First, the Arctic Bike Club schedule was less than inspiring. In the almost three month gap I had off, there were only a couple races I was interested in at all. No crits. I was going to miss the Spring Stage Race. The Tour of Anchorage was another edition for the skinny guys. The Road Division had abdicated large chunks of the summer to other disciplines, leaving huge holes in the schedule.  I’ve been there, so I know what the board was facing. We have a short season up here, and a lot of events are crammed together every year, leaching participants away. I’ve watched over the last decade as the roadies have ceded more and more to mountain and triathlons and gravel and whatever else happened to be going on. Road was less of a thing because road was less of a thing. You can read that multiple ways and draw your own conclusions.
  
My resolutions to lose weight floundered with my enthusiasm, but I still managed to stick with the trainer workouts- for sanity more than anything else. I’d push hard, peak, taper, and then start again.
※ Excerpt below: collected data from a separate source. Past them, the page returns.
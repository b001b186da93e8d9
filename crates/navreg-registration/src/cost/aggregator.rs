//! Weighted sum of cost terms.

use navreg_core::{GridSize, Transformation, VectorField};

use super::trait_::{CostProperty, CostTerm};
use crate::error::{RegistrationError, Result};

/// Cost function `C(T) = Σ w_i C_i(T)`.
///
/// The aggregator forwards sizing and reloading to every term and sums
/// values and per-voxel gradients with the term weights.
#[derive(Default)]
pub struct CostFunctionAggregator<const D: usize> {
    terms: Vec<(Box<dyn CostTerm<D>>, f64)>,
    size: Option<GridSize<D>>,
}

impl<const D: usize> std::fmt::Debug for CostFunctionAggregator<D> {
    fn fmt(&self, f: &mut std::fmt::Formatter<'_>) -> std::fmt::Result {
        f.debug_struct("CostFunctionAggregator")
            .field("terms", &self.terms.iter().map(|(t, w)| (t.name(), *w)).collect::<Vec<_>>())
            .field("size", &self.size)
            .finish()
    }
}

impl<const D: usize> CostFunctionAggregator<D> {
    pub fn new() -> Self {
        Self {
            terms: Vec::new(),
            size: None,
        }
    }

    /// Add a term with weight 1.
    pub fn push(&mut self, term: Box<dyn CostTerm<D>>) {
        self.push_weighted(term, 1.0);
    }

    pub fn push_weighted(&mut self, term: Box<dyn CostTerm<D>>, weight: f64) {
        self.terms.push((term, weight));
    }

    /// Builder form of [`Self::push_weighted`].
    pub fn with_term(mut self, term: Box<dyn CostTerm<D>>, weight: f64) -> Self {
        self.push_weighted(term, weight);
        self
    }

    pub fn len(&self) -> usize {
        self.terms.len()
    }

    pub fn is_empty(&self) -> bool {
        self.terms.is_empty()
    }

    /// Grid of the current level, once set.
    pub fn size(&self) -> Option<GridSize<D>> {
        self.size
    }

    pub fn set_size(&mut self, size: GridSize<D>) -> Result<()> {
        for (term, _) in &mut self.terms {
            term.set_size(size)?;
        }
        self.size = Some(size);
        Ok(())
    }

    pub fn reinit(&mut self) -> Result<()> {
        for (term, _) in &mut self.terms {
            term.reinit()?;
        }
        Ok(())
    }

    fn ensure_sized(&self) -> Result<GridSize<D>> {
        self.size.ok_or_else(|| {
            RegistrationError::not_initialized("cost function evaluated before set_size")
        })
    }

    /// Weighted cost of `transform`.
    pub fn value(&self, transform: &dyn Transformation<D>) -> Result<f64> {
        self.ensure_sized()?;
        let mut total = 0.0;
        for (term, weight) in &self.terms {
            total += weight * term.value(transform)?;
        }
        Ok(total)
    }

    /// Weighted cost and per-voxel gradient; `gradient` is overwritten.
    pub fn evaluate(
        &self,
        transform: &dyn Transformation<D>,
        gradient: &mut VectorField<D>,
    ) -> Result<f64> {
        let size = self.ensure_sized()?;
        if gradient.size() != size {
            return Err(RegistrationError::size_mismatch(size, gradient.size()));
        }
        gradient.clear();
        let mut scratch = VectorField::new(size);
        let mut total = 0.0;
        for (term, weight) in &self.terms {
            scratch.clear();
            let value = term.evaluate(transform, &mut scratch)?;
            tracing::trace!("cost term {}: {:.6e} (weight {})", term.name(), value, weight);
            gradient.add_scaled(&scratch, *weight as f32);
            total += weight * value;
        }
        Ok(total)
    }

    /// Whether every term provides `property`. An empty aggregator provides
    /// nothing.
    pub fn has(&self, property: CostProperty) -> bool {
        !self.terms.is_empty() && self.terms.iter().all(|(t, _)| t.has(property))
    }
}
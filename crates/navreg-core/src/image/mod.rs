//! Image types and operations.
//!
//! This module provides the burn-backed Image container used as registration
//! input.

pub mod image;

pub use image::Image;
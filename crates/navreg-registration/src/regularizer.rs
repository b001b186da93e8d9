//! Standalone force-to-velocity regularizer with a pluggable kernel.
//!
//! [`VectorFieldRegularizer`] performs the same relaxation as
//! [`RegistrationModel`](crate::model::RegistrationModel) but takes any
//! [`RelaxationKernel`] and folds the fluid perturbation step into `run`, so
//! the driver can swap the smoothing independently of the deformation model.

use serde::{Deserialize, Serialize};

use navreg_core::{GridSize, Transformation, VectorField};

use crate::descriptor::{unknown_name, Descriptor};
use crate::error::{RegistrationError, Result};
use crate::solver::{
    LaplaceKernel, NavierKernel, RelativeCriterion, RelaxationKernel, RelaxationMode, SolveReport,
    SorSolver,
};
use crate::validation::{validate_iterations, validate_lame, validate_positive, validate_range};

/// Kernel names resolvable by [`VectorFieldRegularizer::from_descriptor`].
pub const REGULARIZER_NAMES: &[&str] = &["fluid", "laplace"];

/// Convergence parameters of the regularizer.
#[derive(Debug, Clone, Copy, PartialEq, Serialize, Deserialize)]
#[serde(default)]
pub struct RegularizerConfig {
    /// Absolute residual threshold.
    pub epsilon: f32,
    /// Stop once consecutive sweeps differ by less than this fraction (see
    /// [`RegularizerConfig::criterion`]).
    pub relative_epsilon: f32,
    /// Reference residual of the relative test; consecutive sweeps by
    /// default.
    pub criterion: RelativeCriterion,
    pub max_iter: usize,
    pub omega: f32,
    pub mode: RelaxationMode,
}

impl Default for RegularizerConfig {
    fn default() -> Self {
        Self {
            epsilon: 1.0e-4,
            relative_epsilon: 1.0e-5,
            criterion: RelativeCriterion::Previous,
            max_iter: 100,
            omega: 1.0,
            mode: RelaxationMode::Sor,
        }
    }
}

impl RegularizerConfig {
    pub fn with_epsilon(mut self, epsilon: f32, relative_epsilon: f32) -> Self {
        self.epsilon = epsilon;
        self.relative_epsilon = relative_epsilon;
        self
    }

    pub fn with_criterion(mut self, criterion: RelativeCriterion) -> Self {
        self.criterion = criterion;
        self
    }

    pub fn with_max_iter(mut self, max_iter: usize) -> Self {
        self.max_iter = max_iter;
        self
    }

    pub fn with_omega(mut self, omega: f32) -> Self {
        self.omega = omega;
        self
    }

    pub fn validate(&self) -> Result<()> {
        validate_positive("epsilon", self.epsilon as f64)?;
        validate_range("relative epsilon", self.relative_epsilon as f64, 0.0, 1.0)?;
        validate_iterations("maxiter", self.max_iter, 1, 100_000)?;
        if !(self.omega > 0.0 && self.omega < 2.0) {
            return Err(RegistrationError::invalid_configuration(format!(
                "omega must be in (0, 2), got {}",
                self.omega
            )));
        }
        Ok(())
    }

    fn solver(&self) -> SorSolver {
        SorSolver::new(self.omega, self.epsilon, self.max_iter)
            .with_relative_epsilon(self.relative_epsilon)
            .with_criterion(self.criterion)
            .with_mode(self.mode)
    }
}

/// Relaxation of a force field into a velocity field.
pub struct VectorFieldRegularizer<const D: usize> {
    kernel: Box<dyn RelaxationKernel<D>>,
    config: RegularizerConfig,
    size: Option<GridSize<D>>,
    last_report: Option<SolveReport>,
}

impl<const D: usize> std::fmt::Debug for VectorFieldRegularizer<D> {
    fn fmt(&self, f: &mut std::fmt::Formatter<'_>) -> std::fmt::Result {
        f.debug_struct("VectorFieldRegularizer")
            .field("kernel", &self.kernel.name())
            .field("config", &self.config)
            .field("size", &self.size)
            .finish()
    }
}

impl<const D: usize> Clone for VectorFieldRegularizer<D> {
    fn clone(&self) -> Self {
        Self {
            kernel: self.kernel.clone(),
            config: self.config,
            size: self.size,
            last_report: self.last_report,
        }
    }
}

impl<const D: usize> VectorFieldRegularizer<D> {
    pub fn new(kernel: Box<dyn RelaxationKernel<D>>, config: RegularizerConfig) -> Result<Self> {
        config.validate()?;
        Ok(Self {
            kernel,
            config,
            size: None,
            last_report: None,
        })
    }

    /// Build from `fluid:mu=..,lambda=..` (Navier-Cauchy kernel) or
    /// `laplace:mu=..`. Both accept `omega`, `epsilon`, `rel_epsilon` and
    /// `maxiter`.
    pub fn from_descriptor(text: &str) -> Result<Self> {
        let desc = Descriptor::parse(text)?;
        let defaults = RegularizerConfig::default();
        let config = RegularizerConfig {
            epsilon: desc.get_or("epsilon", defaults.epsilon)?,
            relative_epsilon: desc.get_or("rel_epsilon", defaults.relative_epsilon)?,
            criterion: defaults.criterion,
            max_iter: desc.get_or("maxiter", defaults.max_iter)?,
            omega: desc.get_or("omega", defaults.omega)?,
            mode: defaults.mode,
        };
        let mu: f32 = desc.get_or("mu", 1.0)?;
        let kernel: Box<dyn RelaxationKernel<D>> = match desc.name() {
            "fluid" => {
                desc.ensure_known_keys(&[
                    "mu",
                    "lambda",
                    "omega",
                    "epsilon",
                    "rel_epsilon",
                    "maxiter",
                ])?;
                let lambda: f32 = desc.get_or("lambda", 1.0)?;
                validate_lame(mu as f64, lambda as f64)?;
                Box::new(NavierKernel::new(mu, lambda))
            }
            "laplace" => {
                desc.ensure_known_keys(&["mu", "omega", "epsilon", "rel_epsilon", "maxiter"])?;
                validate_positive("mu", mu as f64)?;
                Box::new(LaplaceKernel::new(mu))
            }
            other => return Err(unknown_name("regularizer", other, REGULARIZER_NAMES)),
        };
        Self::new(kernel, config)
    }

    pub fn kernel_name(&self) -> &'static str {
        self.kernel.name()
    }

    pub fn config(&self) -> &RegularizerConfig {
        &self.config
    }

    /// Grid of the last [`Self::set_size`].
    pub fn size(&self) -> Option<GridSize<D>> {
        self.size
    }

    /// Report of the last relaxation.
    pub fn last_report(&self) -> Option<SolveReport> {
        self.last_report
    }

    /// Prepare the kernel for `size`. Must precede [`Self::run`] on a new
    /// grid.
    pub fn set_size(&mut self, size: GridSize<D>) {
        self.kernel.prepare(size);
        self.size = Some(size);
    }

    /// Relax `force` into `velocity` starting from zero, then turn it into
    /// the perturbation of `deform` and return its largest norm.
    pub fn run(
        &mut self,
        velocity: &mut VectorField<D>,
        force: &VectorField<D>,
        deform: &dyn Transformation<D>,
    ) -> Result<f32> {
        let size = self
            .size
            .ok_or_else(|| RegistrationError::not_initialized("regularizer run before set_size"))?;
        for actual in [velocity.size(), force.size(), deform.size()] {
            if actual != size {
                return Err(RegistrationError::size_mismatch(size, actual));
            }
        }

        velocity.clear();
        let report = self.config.solver().solve(self.kernel.as_ref(), force, velocity)?;
        tracing::debug!(
            "{} regularizer on {}: {} sweeps, residual {:.3e}",
            self.kernel.name(),
            size,
            report.iterations,
            report.final_residual
        );
        self.last_report = Some(report);
        Ok(deform.perturbation(velocity))
    }
}
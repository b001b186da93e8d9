//! Relaxation kernel trait.

use navreg_core::spatial::FVector;
use navreg_core::GridSize;

/// Point relaxation of a linear operator `L v = b`.
///
/// The kernel rewrites the discretised system per voxel as a fixed point
/// `v = b * force_scale + N(v)`, where `N` only reads neighbours. Kernels
/// must be prepared for a grid before use and only ever touch the 3^D
/// neighbourhood of the voxel, which the multi-colour sweep relies on.
pub trait RelaxationKernel<const D: usize>: Send + Sync {
    /// Registry name of the kernel.
    fn name(&self) -> &'static str;

    /// Recompute grid dependent data (strides) for `size`.
    fn prepare(&mut self, size: GridSize<D>);

    /// Grid of the last [`RelaxationKernel::prepare`].
    fn prepared_size(&self) -> Option<GridSize<D>>;

    /// Factor applied to the right hand side before relaxation.
    fn force_scale(&self) -> f32;

    /// Fixed point target at the interior voxel `index`.
    ///
    /// `scaled_force` already carries [`RelaxationKernel::force_scale`].
    fn relax_at(&self, v: &[FVector<D>], scaled_force: &FVector<D>, index: usize) -> FVector<D>;

    /// Clone into a box.
    fn boxed_clone(&self) -> Box<dyn RelaxationKernel<D>>;
}

impl<const D: usize> Clone for Box<dyn RelaxationKernel<D>> {
    fn clone(&self) -> Self {
        self.boxed_clone()
    }
}
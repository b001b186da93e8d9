//! Discrete grid geometry.
//!
//! A [`GridSize`] describes the extent of a 2D or 3D voxel grid along the
//! axes `[x, y, (z)]`. Buffers laid out on a grid are x-fastest: the linear
//! index of `(x, y, z)` is `x + nx * (y + ny * z)`. Burn tensors holding the
//! same data keep the reversed shape `[.., ny, nx]`.

use std::fmt;

/// Extent of a voxel grid along each axis.
#[derive(Debug, Clone, Copy, PartialEq, Eq, Hash)]
pub struct GridSize<const D: usize> {
    dims: [usize; D],
}

impl<const D: usize> GridSize<D> {
    /// Create a grid size from per-axis extents `[nx, ny, (nz)]`.
    pub fn new(dims: [usize; D]) -> Self {
        Self { dims }
    }

    /// Grid size of a tensor with shape `[.., ny, nx]`.
    pub fn from_tensor_shape(shape: [usize; D]) -> Self {
        let mut dims = shape;
        dims.reverse();
        Self { dims }
    }

    /// Tensor shape `[.., ny, nx]` of a buffer laid out on this grid.
    pub fn tensor_shape(&self) -> [usize; D] {
        let mut shape = self.dims;
        shape.reverse();
        shape
    }

    /// Per-axis extents.
    pub fn dims(&self) -> [usize; D] {
        self.dims
    }

    /// Extent along `axis`.
    pub fn dim(&self, axis: usize) -> usize {
        self.dims[axis]
    }

    /// Total number of voxels.
    pub fn len(&self) -> usize {
        self.dims.iter().product()
    }

    /// Whether the grid contains no voxel.
    pub fn is_empty(&self) -> bool {
        self.len() == 0
    }

    /// Length of one x-row.
    pub fn row_len(&self) -> usize {
        self.dims[0]
    }

    /// Smallest extent over all axes.
    pub fn min_extent(&self) -> usize {
        self.dims.iter().copied().min().unwrap_or(0)
    }

    /// Linear index offsets of a unit step along each axis.
    pub fn strides(&self) -> [usize; D] {
        let mut strides = [1usize; D];
        for axis in 1..D {
            strides[axis] = strides[axis - 1] * self.dims[axis - 1];
        }
        strides
    }

    /// Linear index of a grid coordinate.
    pub fn linear_index(&self, coord: [usize; D]) -> usize {
        let strides = self.strides();
        coord.iter().zip(strides.iter()).map(|(c, s)| c * s).sum()
    }

    /// Grid coordinate of a linear index.
    pub fn coord(&self, mut index: usize) -> [usize; D] {
        let mut coord = [0usize; D];
        for axis in 0..D {
            coord[axis] = index % self.dims[axis];
            index /= self.dims[axis];
        }
        coord
    }

    /// Whether a coordinate has both neighbours along every axis.
    pub fn is_interior(&self, coord: [usize; D]) -> bool {
        coord
            .iter()
            .zip(self.dims.iter())
            .all(|(&c, &n)| c >= 1 && c + 1 < n)
    }

    /// Whether the grid has at least one interior voxel.
    pub fn has_interior(&self) -> bool {
        self.dims.iter().all(|&n| n >= 3)
    }

    /// Grid obtained by keeping every `factor`-th voxel along each axis.
    ///
    /// Extents are rounded up and never drop below one voxel.
    pub fn downscaled(&self, factor: usize) -> Self {
        let factor = factor.max(1);
        let mut dims = self.dims;
        for n in dims.iter_mut() {
            *n = ((*n + factor - 1) / factor).max(1);
        }
        Self { dims }
    }

    /// Per-axis ratio `self / other` of the extents.
    pub fn ratio_to(&self, other: &Self) -> [f32; D] {
        let mut ratio = [1.0f32; D];
        for axis in 0..D {
            ratio[axis] = self.dims[axis] as f32 / other.dims[axis].max(1) as f32;
        }
        ratio
    }

    /// Extents as a vector, for error reporting.
    pub fn to_vec(&self) -> Vec<usize> {
        self.dims.to_vec()
    }
}

impl<const D: usize> fmt::Display for GridSize<D> {
    fn fmt(&self, f: &mut fmt::Formatter<'_>) -> fmt::Result {
        let parts: Vec<String> = self.dims.iter().map(|n| n.to_string()).collect();
        write!(f, "{}", parts.join("x"))
    }
}

impl<const D: usize> From<[usize; D]> for GridSize<D> {
    fn from(dims: [usize; D]) -> Self {
        Self::new(dims)
    }
}
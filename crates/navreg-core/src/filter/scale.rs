//! Anti-aliased rescaling to an arbitrary grid size.

use burn::tensor::backend::Backend;
use std::marker::PhantomData;

use super::gaussian::GaussianFilter;
use crate::field::ScalarField;
use crate::grid::GridSize;
use crate::image::Image;

/// Rescale an image to a target grid.
///
/// When an axis shrinks by a factor `f > 1` the image is first smoothed with
/// `sigma = 0.5 * f` voxels along that axis, then linearly resampled.
pub struct ScaleFilter<B: Backend> {
    _b: PhantomData<B>,
}

impl<B: Backend> Default for ScaleFilter<B> {
    fn default() -> Self {
        Self::new()
    }
}

impl<B: Backend> ScaleFilter<B> {
    pub fn new() -> Self {
        Self { _b: PhantomData }
    }

    /// Smoothing sigmas (physical units, grid axis order) for shrinking
    /// `from` to `to`.
    pub fn sigmas<const D: usize>(image: &Image<B, D>, to: GridSize<D>) -> Vec<f64> {
        let ratio = image.grid_size().ratio_to(&to);
        (0..D)
            .map(|axis| {
                let factor = ratio[axis] as f64;
                if factor > 1.0 {
                    0.5 * factor * image.spacing()[axis]
                } else {
                    0.0
                }
            })
            .collect()
    }

    /// Rescale `image` to `size` and download it to the host.
    pub fn apply<const D: usize>(&self, image: &Image<B, D>, size: GridSize<D>) -> ScalarField<D> {
        if image.grid_size() == size {
            return image.to_field();
        }
        let sigmas = Self::sigmas(image, size);
        let smoothed = if sigmas.iter().any(|&s| s > 0.0) {
            GaussianFilter::new(sigmas).apply(image)
        } else {
            image.clone()
        };
        smoothed.to_field().resampled(size)
    }
}
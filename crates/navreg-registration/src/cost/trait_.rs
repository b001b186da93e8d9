//! Cost term trait definition.

use navreg_core::{GridSize, Transformation, VectorField};

use crate::error::Result;

/// Capability a cost term may provide.
#[derive(Debug, Clone, Copy, PartialEq, Eq, Hash)]
pub enum CostProperty {
    /// Gradient with respect to the transformation parameters.
    Gradient,
    /// Dense per-voxel gradient usable as a PDE force.
    DenseForce,
}

/// One term of a registration cost function.
///
/// Terms are stateful: [`CostTerm::set_size`] prepares the data of a pyramid
/// level and must precede evaluation; [`CostTerm::reinit`] reloads the data
/// the term depends on.
pub trait CostTerm<const D: usize>: Send + Sync {
    /// Short name for logging.
    fn name(&self) -> &str;

    /// Prepare for evaluation on `size`.
    fn set_size(&mut self, size: GridSize<D>) -> Result<()>;

    /// Reload the underlying data and rebuild the current level.
    fn reinit(&mut self) -> Result<()>;

    /// Cost of `transform`.
    fn value(&self, transform: &dyn Transformation<D>) -> Result<f64>;

    /// Cost of `transform` and its gradient with respect to the per-voxel
    /// displacement, written into `gradient`.
    fn evaluate(
        &self,
        transform: &dyn Transformation<D>,
        gradient: &mut VectorField<D>,
    ) -> Result<f64>;

    /// Whether the term provides `property`.
    fn has(&self, property: CostProperty) -> bool;
}
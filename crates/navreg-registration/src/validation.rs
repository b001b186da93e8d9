//! Validation utilities for registration parameters and inputs.
//!
//! Every configuration struct funnels its `validate()` through these
//! helpers so that the error messages stay uniform.

use burn::tensor::backend::Backend;
use navreg_core::{GridSize, Image};

use crate::error::{RegistrationError, Result};

/// Validate that two images live on the same grid.
pub fn validate_image_shapes<B: Backend, const D: usize>(
    reference: &Image<B, D>,
    source: &Image<B, D>,
) -> Result<()> {
    validate_same_size(reference.grid_size(), source.grid_size())
}

/// Validate that two grids agree.
pub fn validate_same_size<const D: usize>(
    expected: GridSize<D>,
    actual: GridSize<D>,
) -> Result<()> {
    if expected != actual {
        return Err(RegistrationError::size_mismatch(expected, actual));
    }
    Ok(())
}

/// Validate iteration count.
pub fn validate_iterations(name: &str, iterations: usize, min: usize, max: usize) -> Result<()> {
    if iterations < min || iterations > max {
        return Err(RegistrationError::invalid_configuration(format!(
            "{name} must be in [{min}, {max}], got {iterations}"
        )));
    }
    Ok(())
}

/// Validate a floating point parameter against a closed range.
pub fn validate_range(name: &str, value: f64, min: f64, max: f64) -> Result<()> {
    if !value.is_finite() || value < min || value > max {
        return Err(RegistrationError::invalid_configuration(format!(
            "{name} must be in [{min}, {max}], got {value}"
        )));
    }
    Ok(())
}

/// Validate a strictly positive parameter.
pub fn validate_positive(name: &str, value: f64) -> Result<()> {
    if !value.is_finite() || value <= 0.0 {
        return Err(RegistrationError::invalid_configuration(format!(
            "{name} must be positive, got {value}"
        )));
    }
    Ok(())
}

/// Validate Lamé parameters of the Navier-Cauchy operator.
///
/// The operator stays elliptic for `mu > 0` and `lambda + mu > 0`.
pub fn validate_lame(mu: f64, lambda: f64) -> Result<()> {
    validate_positive("mu", mu)?;
    if !lambda.is_finite() || lambda + mu <= 0.0 {
        return Err(RegistrationError::invalid_configuration(format!(
            "lambda + mu must be positive, got lambda = {lambda}, mu = {mu}"
        )));
    }
    Ok(())
}

/// Validate step length bounds `0 < min <= max`.
pub fn validate_step_bounds(min: f64, max: f64) -> Result<()> {
    validate_positive("minimum step", min)?;
    validate_positive("maximum step", max)?;
    if min > max {
        return Err(RegistrationError::invalid_configuration(format!(
            "minimum step ({min}) must not exceed maximum step ({max})"
        )));
    }
    Ok(())
}

#[cfg(test)]
mod tests {
    use super::*;
    use burn::tensor::Tensor;
    use burn_ndarray::NdArray;
    use navreg_core::Spacing;

    type B = NdArray<f32>;

    #[test]
    fn test_validate_image_shapes() {
        let device = Default::default();
        let a = Image::new(Tensor::<B, 2>::zeros([8, 8], &device), Spacing::uniform(1.0));
        let b = Image::new(Tensor::<B, 2>::zeros([8, 6], &device), Spacing::uniform(1.0));
        assert!(validate_image_shapes(&a, &a).is_ok());
        assert!(matches!(
            validate_image_shapes(&a, &b),
            Err(RegistrationError::SizeMismatch { .. })
        ));
    }

    #[test]
    fn test_validate_iterations() {
        assert!(validate_iterations("maxiter", 100, 10, 10000).is_ok());
        assert!(validate_iterations("maxiter", 5, 10, 10000).is_err());
        assert!(validate_iterations("maxiter", 20000, 10, 10000).is_err());
    }

    #[test]
    fn test_validate_range() {
        assert!(validate_range("omega", 1.0, 0.1, 10.0).is_ok());
        assert!(validate_range("omega", 0.0, 0.1, 10.0).is_err());
        assert!(validate_range("omega", f64::NAN, 0.1, 10.0).is_err());
    }

    #[test]
    fn test_validate_lame() {
        assert!(validate_lame(1.0, 1.0).is_ok());
        assert!(validate_lame(1.0, -0.5).is_ok());
        assert!(validate_lame(0.0, 1.0).is_err());
        assert!(validate_lame(1.0, -1.0).is_err());
    }

    #[test]
    fn test_validate_step_bounds() {
        assert!(validate_step_bounds(0.1, 2.0).is_ok());
        assert!(validate_step_bounds(2.0, 2.0).is_ok());
        assert!(validate_step_bounds(3.0, 2.0).is_err());
        assert!(validate_step_bounds(0.0, 2.0).is_err());
    }
}
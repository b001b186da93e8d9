//! Per-voxel vector values.

use nalgebra::SVector;
use std::ops::{Add, Mul};

/// A displacement, velocity or force vector of one voxel, in voxel units.
pub type FVector<const D: usize> = SVector<f32, D>;

/// A value that can be sampled from a grid by linear interpolation.
///
/// Implemented for scalar intensities (`f32`) and per-voxel vectors
/// (`FVector<D>`), so one interpolator serves images and vector fields.
pub trait Sample: Copy + Send + Sync + Add<Output = Self> + Mul<f32, Output = Self> {
    /// The additive identity.
    fn zero() -> Self;
}

impl Sample for f32 {
    fn zero() -> Self {
        0.0
    }
}

impl<const D: usize> Sample for FVector<D> {
    fn zero() -> Self {
        SVector::zeros()
    }
}

/// Determinant of a `D x D` matrix given as rows, for `D` in `{1, 2, 3}`.
///
/// Lower dimensional matrices are embedded into a 3x3 identity so one
/// closed form covers 2D and 3D.
pub fn determinant<const D: usize>(rows: &[[f32; D]; D]) -> f32 {
    assert!(D <= 3, "determinant is only defined for D <= 3");
    let mut m = [[1.0f32, 0.0, 0.0], [0.0, 1.0, 0.0], [0.0, 0.0, 1.0]];
    for (i, row) in rows.iter().enumerate() {
        m[i][..D].copy_from_slice(row);
    }
    m[0][0] * (m[1][1] * m[2][2] - m[1][2] * m[2][1])
        - m[0][1] * (m[1][0] * m[2][2] - m[1][2] * m[2][0])
        + m[0][2] * (m[1][0] * m[2][1] - m[1][1] * m[2][0])
}
//! Core data types for PDE-based non-rigid image registration.
//!
//! Grid geometry, host-side scalar and vector fields, the burn-backed image
//! container, interpolation, dense displacement transformations and the
//! smoothing / pyramid filters feeding multi-resolution registration.

pub mod field;
pub mod filter;
pub mod grid;
pub mod image;
pub mod interpolation;
pub mod spatial;
pub mod transform;

pub use field::{ScalarField, VectorField};
pub use grid::GridSize;
pub use image::Image;
pub use spatial::{FVector, Spacing};
pub use transform::{DisplacementFieldTransform, Transformation};
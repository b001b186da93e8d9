//! Linear interpolation implementation.

use super::trait_::Interpolator;
use crate::grid::GridSize;
use crate::spatial::{FVector, Sample};

/// D-linear interpolator with border clamping.
#[derive(Debug, Clone, Copy, Default)]
pub struct LinearInterpolator;

impl LinearInterpolator {
    /// Create a new linear interpolator.
    pub fn new() -> Self {
        Self
    }
}

impl Interpolator for LinearInterpolator {
    fn sample<T: Sample, const D: usize>(
        &self,
        size: &GridSize<D>,
        data: &[T],
        point: &FVector<D>,
    ) -> T {
        let dims = size.dims();
        let strides = size.strides();

        // Lower corner offset and fractional weight per axis.
        let mut base = 0usize;
        let mut frac = [0.0f32; D];
        let mut step = [0usize; D];
        for axis in 0..D {
            let n = dims[axis];
            let p = point[axis].clamp(0.0, (n - 1) as f32);
            let i0 = (p.floor() as usize).min(n.saturating_sub(2));
            frac[axis] = p - i0 as f32;
            step[axis] = if n > 1 { strides[axis] } else { 0 };
            base += i0 * strides[axis];
        }

        let mut acc = T::zero();
        for corner in 0..(1usize << D) {
            let mut weight = 1.0f32;
            let mut offset = base;
            for axis in 0..D {
                if corner & (1 << axis) != 0 {
                    weight *= frac[axis];
                    offset += step[axis];
                } else {
                    weight *= 1.0 - frac[axis];
                }
            }
            if weight != 0.0 {
                acc = acc + data[offset] * weight;
            }
        }
        acc
    }
}

#[cfg(test)]
mod tests {
    use super::*;

    #[test]
    fn test_linear_2d_midpoint() {
        let size = GridSize::new([2, 2]);
        let data = vec![0.0f32, 1.0, 2.0, 3.0];
        let v = LinearInterpolator::new().sample(&size, &data, &FVector::<2>::new(0.5, 0.5));
        assert!((v - 1.5).abs() < 1e-6);
    }

    #[test]
    fn test_linear_reproduces_linear_function() {
        let size = GridSize::new([5, 4, 3]);
        let data: Vec<f32> = (0..size.len())
            .map(|i| {
                let [x, y, z] = size.coord(i);
                2.0 * x as f32 - y as f32 + 0.5 * z as f32
            })
            .collect();
        let p = FVector::<3>::new(1.25, 2.5, 0.75);
        let v = LinearInterpolator::new().sample(&size, &data, &p);
        assert!((v - (2.5 - 2.5 + 0.375)).abs() < 1e-5);
    }

    #[test]
    fn test_linear_clamps_outside() {
        let size = GridSize::new([3, 1]);
        let data = vec![1.0f32, 2.0, 4.0];
        let interp = LinearInterpolator::new();
        assert_eq!(interp.sample(&size, &data, &FVector::<2>::new(-3.0, 0.0)), 1.0);
        assert_eq!(interp.sample(&size, &data, &FVector::<2>::new(9.0, 0.0)), 4.0);
    }

    #[test]
    fn test_linear_vector_values() {
        let size = GridSize::new([2, 1]);
        let data = vec![FVector::<2>::new(0.0, 2.0), FVector::<2>::new(2.0, 0.0)];
        let v = LinearInterpolator::new().sample(&size, &data, &FVector::<2>::new(0.25, 0.0));
        assert!((v - FVector::<2>::new(0.5, 1.5)).norm() < 1e-6);
    }
}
Things were trending in the right direction.
  
COVID-19 pretty much put the nail in the coffin.  I was extended on a hitch, which meant my original five week plan was stretched to seven weeks. I passed my fitness target and kept going, and I burned out as a result. I was sure a couple days off the bike would fix me up. A couple days became a week, then a month. Projects and family and life interfered, and probably the best weather of the summer passed with me not even kitting up once. The excuses to not ride came easier and easier every day. Some valid, some not. I got a lot accomplished, but none of it had to with pedaling. Racing has been a big motivator for me over the years, and with the entire calendar now eliminated, I floundered. What was the purpose?
  
Now I have a few road rides under my overfilled bib shorts. I still haven’t downloaded my Garmin, because the numbers won’t be inspiring and it’s really not about performance. It’s about moving. Finding the joy again. Repeating movements a million times until they become automatic and seemingly effortless. Basking in the afterglow of a post-ride endorphin rush. That sort of stuff. Sooner or later I’ll start tracking those rides and expecting more out of myself, but for now this is enough. The goal is to rebuild my relationship with the bike into something healthy and sustainable. If I count on racing as a motivator, I have to find something else.
  
Tonight I’ll go out and point my nose into the wind coming off of Bristol Bay. Hopefully tomorrow I’ll find the motivation to get out there again. Hopefully the day after that it will become that much easier. Eventually I want it to become automatic. I kitted up and got on my bike because that’s who I am and that's what I do.